> _EXTRACTED INFORMATION_
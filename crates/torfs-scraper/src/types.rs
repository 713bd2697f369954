//! Intermediate extraction types.

/// An unvalidated product tuple produced by one extraction strategy.
///
/// Candidates are transient: they live for a single scrape invocation and are
/// converted into [`torfs_core::ProductRecord`]s by [`crate::normalize`].
/// `price`, `image` and `product_url` stay optional here; defaulting and URL
/// resolution happen at normalization time.
#[derive(Debug, Clone, PartialEq, Eq)]
pub struct RawCandidate {
    pub name: String,
    pub price: Option<String>,
    pub image: Option<String>,
    pub product_url: Option<String>,
}
//! Core use-case services.
//!
//! # Responsibility
//! - Own in-memory state and orchestrate repository persistence.
//! - Keep UI/FFI layers decoupled from storage details.

pub mod schedule_store;
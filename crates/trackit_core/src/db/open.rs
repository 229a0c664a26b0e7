//! Connection bootstrap utilities for SQLite.
//!
//! # Invariants
//! - Returned connections have migrations fully applied.
//! - Every open attempt emits exactly one terminal `db_open` event.

use super::migrations::apply_migrations;
use super::DbResult;
use log::{error, info};
use rusqlite::Connection;
use std::path::Path;
use std::time::{Duration, Instant};

const BUSY_TIMEOUT: Duration = Duration::from_secs(5);

#[derive(Debug, Clone, Copy)]
enum OpenMode {
    File,
    Memory,
}

impl OpenMode {
    fn as_str(self) -> &'static str {
        match self {
            Self::File => "file",
            Self::Memory => "memory",
        }
    }
}

/// Opens a SQLite database file and applies all pending migrations.
///
/// # Side effects
/// - Creates the file when missing.
/// - Emits `db_open` logging events with duration and status.
pub fn open_db(path: impl AsRef<Path>) -> DbResult<Connection> {
    let path = path.as_ref();
    open_with(OpenMode::File, || Connection::open(path))
}

/// Opens an in-memory SQLite database and applies all pending migrations.
///
/// Contents are discarded when the connection is dropped.
pub fn open_db_in_memory() -> DbResult<Connection> {
    open_with(OpenMode::Memory, Connection::open_in_memory)
}

fn open_with(
    mode: OpenMode,
    connect: impl FnOnce() -> rusqlite::Result<Connection>,
) -> DbResult<Connection> {
    let started_at = Instant::now();
    info!(
        "event=db_open module=db status=start mode={}",
        mode.as_str()
    );

    let mut conn = match connect() {
        Ok(conn) => conn,
        Err(err) => {
            error!(
                "event=db_open module=db status=error mode={} duration_ms={} error_code=db_open_failed error={}",
                mode.as_str(),
                started_at.elapsed().as_millis(),
                err
            );
            return Err(err.into());
        }
    };

    if let Err(err) = bootstrap_connection(&mut conn) {
        error!(
            "event=db_open module=db status=error mode={} duration_ms={} error_code=db_bootstrap_failed error={}",
            mode.as_str(),
            started_at.elapsed().as_millis(),
            err
        );
        return Err(err);
    }

    info!(
        "event=db_open module=db status=ok mode={} duration_ms={}",
        mode.as_str(),
        started_at.elapsed().as_millis()
    );
    Ok(conn)
}

fn bootstrap_connection(conn: &mut Connection) -> DbResult<()> {
    conn.busy_timeout(BUSY_TIMEOUT)?;
    apply_migrations(conn)?;
    Ok(())
}
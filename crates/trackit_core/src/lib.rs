//! Core domain logic for TrackIt class scheduling.
//! This crate is the single source of truth for schedule/notice invariants.

pub mod db;
pub mod logging;
pub mod model;
pub mod provider;
pub mod repo;
pub mod service;
pub mod storage;

pub use logging::{default_log_level, init_logging, logging_status};
pub use model::notice::{Notice, NoticeId, NoticeKind};
pub use model::schedule::{
    FieldError, NewSchedule, Schedule, ScheduleForm, ScheduleFormError, ScheduleId,
};
pub use provider::{HandleError, StoreHandle};
pub use repo::collection_repo::PersistOutcome;
pub use service::schedule_store::{ScheduleStore, StoreChange, StoreSnapshot, SubscriptionId};
pub use storage::{
    KeyValueStorage, MemoryStorage, SqliteSlotStorage, StorageError, StorageResult, NOTICES_KEY,
    SCHEDULES_KEY,
};

/// Environment variable naming the slot database file.
pub const DB_PATH_ENV: &str = "TRACKIT_DB_PATH";
const DEFAULT_DB_FILE_NAME: &str = "trackit_store.sqlite3";

/// Minimal health-check API for early integration.
pub fn ping() -> &'static str {
    "pong"
}

/// Returns the core crate version.
pub fn core_version() -> &'static str {
    env!("CARGO_PKG_VERSION")
}

/// Resolves the slot database path from `TRACKIT_DB_PATH`.
///
/// Falls back to `<temp_dir>/trackit_store.sqlite3` when the variable is
/// unset or blank.
pub fn resolve_db_path() -> std::path::PathBuf {
    db_path_from(std::env::var(DB_PATH_ENV).ok().as_deref())
}

fn db_path_from(raw: Option<&str>) -> std::path::PathBuf {
    match raw.map(str::trim) {
        Some(trimmed) if !trimmed.is_empty() => std::path::PathBuf::from(trimmed),
        _ => std::env::temp_dir().join(DEFAULT_DB_FILE_NAME),
    }
}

> _ASSIGNMENT_
If a line in the records contains the string "filename", copy it out.

> _REPLY_
filename crates/torfs-scraper/src/types.rs
filename crates/trackit_core/src/db/open.rs
filename crates/trackit_core/src/lib.rs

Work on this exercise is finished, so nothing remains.